▶ _EXERCISE DESCRIPTION_
Show, from the records below, all lines that contain the word "ReviewsPayload".

▶ _Stored items_
Segment Open
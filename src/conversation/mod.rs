//! Conversation data model, context-window pruning and history persistence.
//!
//! * [`ConversationTurn`] / [`Role`]: one immutable message in a chat.
//! * [`prune`]: trims a request so it fits the model's token budget,
//!   never touching the anchor (system) turn at index 0.
//! * [`HistoryStore`]: JSON persistence of the rolling history.
//!
//! # Quick start
//!
//! ```rust
//! use voice_chat::conversation::{prune, CharRatioEstimator, ConversationTurn};
//!
//! let request = vec![
//!     ConversationTurn::system("be brief"),
//!     ConversationTurn::user("x".repeat(500)),
//!     ConversationTurn::user("hello"),
//! ];
//! let pruned = prune(&request, 100, &CharRatioEstimator::new(1.0));
//! assert_eq!(pruned.len(), 2);
//! assert_eq!(pruned[0].content(), "be brief");
//! ```

pub mod prune;
pub mod store;

use serde::{Deserialize, Serialize};

// ---------------------------------------------------------------------------
// Public re-exports
// ---------------------------------------------------------------------------

pub use prune::{prune, CharRatioEstimator, TokenEstimator, MIN_RETAINED_TURNS};
pub use store::{HistoryStore, StoreError};

// ---------------------------------------------------------------------------
// Role
// ---------------------------------------------------------------------------

/// Author of a conversation turn.
#[derive(Debug, Clone, Copy, PartialEq, Eq, Serialize, Deserialize)]
#[serde(rename_all = "lowercase")]
pub enum Role {
    System,
    User,
    Assistant,
}

impl Role {
    /// Wire name, as used in model requests and the history file.
    pub fn as_str(&self) -> &'static str {
        match self {
            Role::System => "system",
            Role::User => "user",
            Role::Assistant => "assistant",
        }
    }
}

// ---------------------------------------------------------------------------
// ConversationTurn
// ---------------------------------------------------------------------------

/// A single message of the conversation.  Immutable once created.
#[derive(Debug, Clone, PartialEq, Eq, Serialize, Deserialize)]
pub struct ConversationTurn {
    role: Role,
    content: String,
}

impl ConversationTurn {
    pub fn new(role: Role, content: impl Into<String>) -> Self {
        Self {
            role,
            content: content.into(),
        }
    }

    pub fn system(content: impl Into<String>) -> Self {
        Self::new(Role::System, content)
    }

    pub fn user(content: impl Into<String>) -> Self {
        Self::new(Role::User, content)
    }

    pub fn assistant(content: impl Into<String>) -> Self {
        Self::new(Role::Assistant, content)
    }

    pub fn role(&self) -> Role {
        self.role
    }

    pub fn content(&self) -> &str {
        &self.content
    }
}

/// Ordered list of turns; insertion order is significant.
pub type ConversationHistory = Vec<ConversationTurn>;

// ---------------------------------------------------------------------------
// Tests
// ---------------------------------------------------------------------------
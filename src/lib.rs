//! Streaming voice chat: model output is shown as it arrives with hidden
//! reasoning spans filtered out, and every finished sentence is spoken in
//! order while the rest of the reply is still generating.
//!
//! ```text
//! llm ──fragments──▶ stream::TokenClassifier ──▶ stream::SentenceSegmenter
//!                                                  │
//!                     tts::SpeechDispatcher ◀──────┘
//!                             │
//!                     audio::PlaybackQueue ──▶ speaker
//! ```

pub mod audio;
pub mod config;
pub mod conversation;
pub mod llm;
pub mod pipeline;
pub mod repl;
pub mod stream;
pub mod tts;
//! Platform gateway: the contract between the audit engine and the
//! source-control platform.
//!
//! The engine never talks HTTP itself. Everything it reads or mutates goes
//! through [`PlatformGateway`], which keeps analyzers and fixers testable
//! against [`crate::fakes::InMemoryGateway`].
//!
//! - [`model`] - repositories, teams, pull requests, protection settings, patches
//! - [`pagination`] - lazy forward-only page streams
//! - [`error`] - [`GatewayError`] and the [`OptionalExt`] absence helper

pub mod error;
pub mod model;
pub mod pagination;

use async_trait::async_trait;

pub use error::{GatewayError, GatewayResult, OptionalExt};
pub use model::{
    BranchProtection, BranchProtectionRulePatch, Collaborator, FileEntry, FileKind,
    MembershipState, NewBranchProtectionRule, NewPullRequest, PullRequest, Repository,
    RepositorySettings, RepositorySettingsPatch, RequiredReviews, RequiredStatusChecks, RuleId,
    Team, TeamDiscussion, TeamMember, TeamRepository, TeamRole, User,
};
pub use pagination::{open_pull_requests, organization_repositories, paginate};

use crate::permission::Permission;

/// Operations the engine consumes from the source-control platform.
///
/// Implementations must be cheap to share (`Arc<dyn PlatformGateway>`); the
/// engine calls them strictly sequentially.
#[async_trait]
pub trait PlatformGateway: Send + Sync {
    /// Login of the audited organization.
    fn organization(&self) -> &str;

    /// One page (1-based) of organization repositories.
    async fn organization_repositories(
        &self,
        page: u32,
        per_page: u32,
    ) -> GatewayResult<Vec<Repository>>;

    /// Every team of the organization.
    async fn organization_teams(&self) -> GatewayResult<Vec<Team>>;

    /// Teams with any access to `repository`.
    async fn repository_teams(&self, repository: &Repository) -> GatewayResult<Vec<Team>>;

    /// Repositories `team` can access, with the tier granted to the team.
    async fn team_repositories(&self, team: &Team) -> GatewayResult<Vec<TeamRepository>>;

    async fn team_members(&self, team: &Team) -> GatewayResult<Vec<TeamMember>>;

    async fn team_discussions(&self, team: &Team) -> GatewayResult<Vec<TeamDiscussion>>;

    async fn repository_collaborators(
        &self,
        repository: &Repository,
    ) -> GatewayResult<Vec<Collaborator>>;

    /// Members holding the organization admin role.
    async fn organization_owners(&self) -> GatewayResult<Vec<User>>;

    /// Topics of `repository`. Fails with [`GatewayError::Invariant`] if the
    /// platform reports more topics than a single fetch returns.
    async fn repository_topics(&self, repository: &Repository) -> GatewayResult<Vec<String>>;

    /// Raw file content. Fails with [`GatewayError::NotFound`] if `path` is absent.
    async fn raw_file_content(&self, repository_name: &str, path: &str) -> GatewayResult<String>;

    /// Directory listing. Fails with [`GatewayError::NotFound`] if `path` is absent.
    async fn list_all_contents(
        &self,
        repository: &Repository,
        path: &str,
    ) -> GatewayResult<Vec<FileEntry>>;

    /// Protection settings of `branch` plus the id of the matching rule,
    /// `None` when the branch is unprotected.
    async fn branch_protection(
        &self,
        owner: &str,
        repository_name: &str,
        branch: &str,
    ) -> GatewayResult<Option<(BranchProtection, RuleId)>>;

    async fn create_branch_protection_rule(
        &self,
        rule: &NewBranchProtectionRule,
    ) -> GatewayResult<()>;

    /// Writes only the fields set in `patch`.
    async fn update_branch_protection_rule(
        &self,
        rule_id: &RuleId,
        patch: &BranchProtectionRulePatch,
    ) -> GatewayResult<()>;

    async fn repository_settings(
        &self,
        owner: &str,
        repository_name: &str,
    ) -> GatewayResult<RepositorySettings>;

    /// Writes only the fields set in `patch`.
    async fn update_repository_settings(
        &self,
        repository: &Repository,
        patch: &RepositorySettingsPatch,
    ) -> GatewayResult<()>;

    /// One page (1-based) of open pull requests.
    async fn open_pull_requests(
        &self,
        repository: &Repository,
        page: u32,
        per_page: u32,
    ) -> GatewayResult<Vec<PullRequest>>;

    /// Create `branch` pointing at the current head of `from_branch`.
    async fn create_branch(
        &self,
        repository: &Repository,
        branch: &str,
        from_branch: &str,
    ) -> GatewayResult<()>;

    async fn commit_file(
        &self,
        repository: &Repository,
        branch: &str,
        path: &str,
        content: &str,
        message: &str,
    ) -> GatewayResult<()>;

    async fn create_pull_request(
        &self,
        repository: &Repository,
        pull_request: &NewPullRequest,
    ) -> GatewayResult<PullRequest>;

    async fn request_reviewers(
        &self,
        repository: &Repository,
        pull_request_number: u64,
        team_slugs: &[String],
    ) -> GatewayResult<()>;

    async fn add_or_update_team_repository_permission(
        &self,
        team: &Team,
        repository_name: &str,
        permission: Permission,
    ) -> GatewayResult<()>;
}
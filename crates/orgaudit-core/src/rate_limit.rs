//! Fixed-window limiter for content-mutation calls.
//!
//! Waiters are served oldest first: the state lives behind a
//! `tokio::sync::Mutex`, which queues lockers in FIFO order, and the lock is
//! held while a caller sleeps until the next window opens.

use std::time::Duration;

use tokio::sync::Mutex;
use tokio::time::{sleep_until, Instant};

#[derive(Debug)]
struct Window {
    started: Option<Instant>,
    used: u32,
}

#[derive(Debug)]
pub struct RateLimiter {
    max_ops: u32,
    period: Duration,
    window: Mutex<Window>,
}

impl RateLimiter {
    /// `max_ops` operations per `period`. A zero `max_ops` is treated as one.
    pub fn new(max_ops: u32, period: Duration) -> Self {
        Self {
            max_ops: max_ops.max(1),
            period,
            window: Mutex::new(Window {
                started: None,
                used: 0,
            }),
        }
    }

    /// One content mutation per second.
    pub fn content_mutations() -> Self {
        Self::new(1, Duration::from_secs(1))
    }

    /// Wait for a slot in the current or a later window.
    pub async fn acquire(&self) {
        let mut window = self.window.lock().await;
        let now = Instant::now();

        match window.started {
            Some(started) if now < started + self.period => {
                if window.used < self.max_ops {
                    window.used += 1;
                    return;
                }
                let next = started + self.period;
                tracing::debug!(
                    wait_ms = next.saturating_duration_since(now).as_millis() as u64,
                    "rate limiter waiting for next window"
                );
                sleep_until(next).await;
                window.started = Some(next);
                window.used = 1;
            }
            _ => {
                window.started = Some(now);
                window.used = 1;
            }
        }
    }
}

#[cfg(test)]
mod tests {
    use super::*;
    use std::sync::Arc;

    #[tokio::test(start_paused = true)]
    async fn test_first_acquire_is_immediate() {
        let limiter = RateLimiter::content_mutations();
        let start = Instant::now();
        limiter.acquire().await;
        assert_eq!(Instant::now(), start);
    }

    #[tokio::test(start_paused = true)]
    async fn test_second_acquire_waits_for_next_window() {
        let limiter = RateLimiter::content_mutations();
        let start = Instant::now();
        limiter.acquire().await;
        limiter.acquire().await;
        limiter.acquire().await;
        assert_eq!(Instant::now() - start, Duration::from_secs(2));
    }

    #[tokio::test(start_paused = true)]
    async fn test_window_resets_after_idle_period() {
        let limiter = RateLimiter::content_mutations();
        limiter.acquire().await;
        tokio::time::sleep(Duration::from_secs(5)).await;
        let before = Instant::now();
        limiter.acquire().await;
        assert_eq!(Instant::now(), before);
    }

    #[tokio::test(start_paused = true)]
    async fn test_multiple_ops_per_window() {
        let limiter = RateLimiter::new(3, Duration::from_secs(1));
        let start = Instant::now();
        for _ in 0..3 {
            limiter.acquire().await;
        }
        assert_eq!(Instant::now(), start);
        limiter.acquire().await;
        assert_eq!(Instant::now() - start, Duration::from_secs(1));
    }

    #[tokio::test(start_paused = true)]
    async fn test_waiters_are_served_in_arrival_order() {
        let limiter = Arc::new(RateLimiter::content_mutations());
        let order = Arc::new(std::sync::Mutex::new(Vec::new()));
        limiter.acquire().await;

        let mut handles = Vec::new();
        for id in 0..3 {
            let limiter = Arc::clone(&limiter);
            let order = Arc::clone(&order);
            handles.push(tokio::spawn(async move {
                limiter.acquire().await;
                order.lock().unwrap().push(id);
            }));
            // let each task reach the mutex queue before spawning the next
            tokio::task::yield_now().await;
        }
        for handle in handles {
            handle.await.unwrap();
        }
        assert_eq!(*order.lock().unwrap(), vec![0, 1, 2]);
    }
}
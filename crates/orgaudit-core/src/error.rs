//! Error taxonomy of the audit engine.

use crate::gateway::GatewayError;
use crate::issue::IssueKind;

/// Errors that abort an audit run (or a single fix, when raised by a fixer).
#[derive(Debug, thiserror::Error)]
pub enum AuditError {
    #[error(transparent)]
    Gateway(#[from] GatewayError),

    #[error("configuration error: {0}")]
    Config(String),

    #[error("fixer for {kind} registered twice")]
    DuplicateFixer { kind: IssueKind },

    #[error("no cached permission for team '{team}' on repository '{repository}'")]
    MissingPermission { team: String, repository: String },

    #[error("invariant violated: {0}")]
    Invariant(String),

    #[error("io error: {0}")]
    Io(#[from] std::io::Error),

    #[error("serialization error: {0}")]
    Serialization(#[from] serde_json::Error),
}

impl AuditError {
    /// Whether this error is a data/programming error rather than a platform failure.
    pub fn is_invariant_violation(&self) -> bool {
        matches!(
            self,
            AuditError::MissingPermission { .. }
                | AuditError::Invariant(_)
                | AuditError::Gateway(GatewayError::Invariant(_))
        )
    }
}

/// Result type for audit operations.
pub type Result<T> = std::result::Result<T, AuditError>;

#[cfg(test)]
mod tests {
    use super::*;

    #[test]
    fn test_gateway_error_is_transparent() {
        let err: AuditError = GatewayError::Api {
            status: 502,
            message: "bad gateway".to_string(),
        }
        .into();
        assert_eq!(err.to_string(), "platform API error (502): bad gateway");
        assert!(!err.is_invariant_violation());
    }

    #[test]
    fn test_missing_permission_is_invariant_violation() {
        let err = AuditError::MissingPermission {
            team: "payments".to_string(),
            repository: "acme/ledger".to_string(),
        };
        assert!(err.is_invariant_violation());
        assert!(err.to_string().contains("acme/ledger"));
    }

    #[test]
    fn test_duplicate_fixer_names_kind() {
        let err = AuditError::DuplicateFixer {
            kind: IssueKind::MissedCodeOwners,
        };
        assert!(err.to_string().contains("MissedCodeOwners"));
    }
}
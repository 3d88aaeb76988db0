//! REST v3 payloads and their mapping onto the gateway model.

use chrono::{DateTime, Utc};
use serde::{Deserialize, Serialize};

use orgaudit_core::gateway::{
    BranchProtection, Collaborator, FileEntry, FileKind, PullRequest, Repository,
    RepositorySettings, RequiredReviews, RequiredStatusChecks, Team, TeamDiscussion,
    TeamRepository, User,
};
use orgaudit_core::Permission;

#[derive(Debug, Deserialize)]
pub struct Account {
    pub login: String,
}

#[derive(Debug, Default, Deserialize)]
pub struct PermissionFlags {
    #[serde(default)]
    pub admin: bool,
    #[serde(default)]
    pub maintain: bool,
    #[serde(default)]
    pub push: bool,
    #[serde(default)]
    pub triage: bool,
    #[serde(default)]
    pub pull: bool,
}

impl PermissionFlags {
    pub fn highest(&self) -> Option<Permission> {
        Permission::from_flags(self.admin, self.maintain, self.push, self.triage, self.pull)
    }
}

#[derive(Debug, Deserialize)]
pub struct RepositoryPayload {
    pub id: u64,
    pub node_id: String,
    pub name: String,
    pub full_name: String,
    pub owner: Account,
    #[serde(default)]
    pub default_branch: Option<String>,
    #[serde(default)]
    pub archived: bool,
    pub html_url: String,
    #[serde(default)]
    pub permissions: Option<PermissionFlags>,
    // Settings are only present for callers with admin rights.
    #[serde(default)]
    pub allow_merge_commit: Option<bool>,
    #[serde(default)]
    pub allow_rebase_merge: Option<bool>,
    #[serde(default)]
    pub allow_squash_merge: Option<bool>,
    #[serde(default)]
    pub allow_auto_merge: Option<bool>,
    #[serde(default)]
    pub delete_branch_on_merge: Option<bool>,
    #[serde(default)]
    pub has_wiki: bool,
}

impl RepositoryPayload {
    pub fn into_repository(self) -> Repository {
        Repository {
            id: self.id,
            node_id: self.node_id,
            name: self.name,
            full_name: self.full_name,
            owner: self.owner.login,
            // Empty repositories report no default branch.
            default_branch: self.default_branch.unwrap_or_else(|| "main".to_string()),
            archived: self.archived,
            html_url: self.html_url,
        }
    }

    /// Settings as GitHub documents their defaults when a field is hidden.
    pub fn settings(&self) -> RepositorySettings {
        RepositorySettings {
            merge_commit_allowed: self.allow_merge_commit.unwrap_or(true),
            rebase_merge_allowed: self.allow_rebase_merge.unwrap_or(true),
            squash_merge_allowed: self.allow_squash_merge.unwrap_or(true),
            auto_merge_allowed: self.allow_auto_merge.unwrap_or(false),
            delete_branch_on_merge: self.delete_branch_on_merge.unwrap_or(false),
            has_wiki: self.has_wiki,
        }
    }

    /// Grant of a team on this repository.
    ///
    /// A listed repository is at least readable by the team, so a payload
    /// without flags counts as `Pull`.
    pub fn into_team_repository(self) -> TeamRepository {
        let permission = match self.permissions.as_ref().and_then(PermissionFlags::highest) {
            Some(permission) => permission,
            None => {
                tracing::warn!(
                    repository = %self.full_name,
                    "team grant without permission flags, assuming pull"
                );
                Permission::Pull
            }
        };
        TeamRepository {
            repository_id: self.id,
            full_name: self.full_name,
            permission,
        }
    }
}

#[derive(Debug, Deserialize)]
pub struct ParentPayload {
    pub id: u64,
    pub name: String,
    pub slug: String,
}

#[derive(Debug, Deserialize)]
pub struct TeamPayload {
    pub id: u64,
    pub name: String,
    pub slug: String,
    #[serde(default)]
    pub parent: Option<ParentPayload>,
}

impl From<TeamPayload> for Team {
    fn from(payload: TeamPayload) -> Self {
        let team = Team::new(payload.id, payload.name, payload.slug);
        match payload.parent {
            Some(parent) => team.with_parent(Team::new(parent.id, parent.name, parent.slug)),
            None => team,
        }
    }
}

#[derive(Debug, Deserialize)]
pub struct CollaboratorPayload {
    pub login: String,
    #[serde(default)]
    pub permissions: PermissionFlags,
}

impl CollaboratorPayload {
    pub fn into_collaborator(self) -> Option<Collaborator> {
        let permission = self.permissions.highest()?;
        Some(Collaborator {
            login: self.login,
            permission,
        })
    }
}

impl From<Account> for User {
    fn from(account: Account) -> Self {
        User {
            login: account.login,
        }
    }
}

#[derive(Debug, Deserialize)]
pub struct DiscussionPayload {
    pub title: String,
    #[serde(default)]
    pub body: String,
}

impl From<DiscussionPayload> for TeamDiscussion {
    fn from(payload: DiscussionPayload) -> Self {
        TeamDiscussion {
            title: payload.title,
            body: payload.body,
        }
    }
}

#[derive(Debug, Deserialize)]
pub struct ContentPayload {
    pub name: String,
    pub path: String,
    #[serde(rename = "type")]
    pub kind: String,
    #[serde(default)]
    pub sha: Option<String>,
}

impl From<ContentPayload> for FileEntry {
    fn from(payload: ContentPayload) -> Self {
        let kind = match payload.kind.as_str() {
            "dir" => FileKind::Dir,
            "symlink" => FileKind::Symlink,
            "submodule" => FileKind::Submodule,
            _ => FileKind::File,
        };
        FileEntry {
            name: payload.name,
            path: payload.path,
            kind,
        }
    }
}

/// A contents response: a listing for directories, one object for files.
#[derive(Debug, Deserialize)]
#[serde(untagged)]
pub enum ContentsPayload {
    Listing(Vec<ContentPayload>),
    Single(ContentPayload),
}

impl ContentsPayload {
    pub fn into_entries(self) -> Vec<FileEntry> {
        match self {
            ContentsPayload::Listing(entries) => entries.into_iter().map(Into::into).collect(),
            ContentsPayload::Single(entry) => vec![entry.into()],
        }
    }
}

#[derive(Debug, Deserialize)]
pub struct HeadPayload {
    #[serde(rename = "ref")]
    pub ref_name: String,
}

#[derive(Debug, Deserialize)]
pub struct TeamRef {
    pub slug: String,
}

#[derive(Debug, Deserialize)]
pub struct PullRequestPayload {
    pub number: u64,
    pub html_url: String,
    pub title: String,
    pub user: Account,
    pub head: HeadPayload,
    #[serde(default)]
    pub draft: bool,
    pub created_at: DateTime<Utc>,
    #[serde(default)]
    pub requested_reviewers: Vec<Account>,
    #[serde(default)]
    pub requested_teams: Vec<TeamRef>,
}

impl From<PullRequestPayload> for PullRequest {
    fn from(payload: PullRequestPayload) -> Self {
        PullRequest {
            number: payload.number,
            html_url: payload.html_url,
            title: payload.title,
            author: payload.user.login,
            head_ref: payload.head.ref_name,
            draft: payload.draft,
            created_at: payload.created_at,
            requested_reviewers: payload
                .requested_reviewers
                .into_iter()
                .map(|a| a.login)
                .collect(),
            requested_teams: payload
                .requested_teams
                .into_iter()
                .map(|t| t.slug)
                .collect(),
        }
    }
}

#[derive(Debug, Deserialize)]
pub struct Enabled {
    #[serde(default)]
    pub enabled: bool,
}

#[derive(Debug, Deserialize)]
pub struct ReviewsPayload {
    #[serde(default)]
    pub dismiss_stale_reviews: bool,
    #[serde(default)]
    pub require_code_owner_reviews: bool,
    #[serde(default)]
    pub required_approving_review_count: u32,
}

#[derive(Debug, Deserialize)]
pub struct StatusChecksPayload {
    #[serde(default)]
    pub strict: bool,
}

#[derive(Debug, Deserialize)]
pub struct ProtectionPayload {
    #[serde(default)]
    pub enforce_admins: Option<Enabled>,
    #[serde(default)]
    pub required_pull_request_reviews: Option<ReviewsPayload>,
    #[serde(default)]
    pub required_status_checks: Option<StatusChecksPayload>,
}

impl From<ProtectionPayload> for BranchProtection {
    fn from(payload: ProtectionPayload) -> Self {
        BranchProtection {
            enforce_admins: payload.enforce_admins.map(|e| e.enabled).unwrap_or(false),
            required_reviews: payload.required_pull_request_reviews.map(|r| RequiredReviews {
                require_code_owner_reviews: r.require_code_owner_reviews,
                dismiss_stale_reviews: r.dismiss_stale_reviews,
                required_approving_review_count: r.required_approving_review_count,
            }),
            required_status_checks: payload
                .required_status_checks
                .map(|c| RequiredStatusChecks { strict: c.strict }),
        }
    }
}

#[derive(Debug, Deserialize)]
pub struct GitObject {
    pub sha: String,
}

#[derive(Debug, Deserialize)]
pub struct GitRefPayload {
    pub object: GitObject,
}

#[derive(Debug, Serialize)]
pub struct NewGitRef<'a> {
    #[serde(rename = "ref")]
    pub ref_name: String,
    pub sha: &'a str,
}

#[derive(Debug, Serialize)]
pub struct PutContent<'a> {
    pub message: &'a str,
    /// Base64 of the file bytes.
    pub content: String,
    pub branch: &'a str,
    #[serde(skip_serializing_if = "Option::is_none")]
    pub sha: Option<String>,
}

#[derive(Debug, Serialize)]
pub struct ReviewRequest<'a> {
    pub reviewers: Vec<String>,
    pub team_reviewers: &'a [String],
}

#[derive(Debug, Serialize)]
pub struct TeamPermission<'a> {
    pub permission: &'a str,
}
Segment Closed
▶ _OUTPUT OF THE EXERCISE_
pub struct ReviewsPayload {
    pub required_pull_request_reviews: Option<ReviewsPayload>,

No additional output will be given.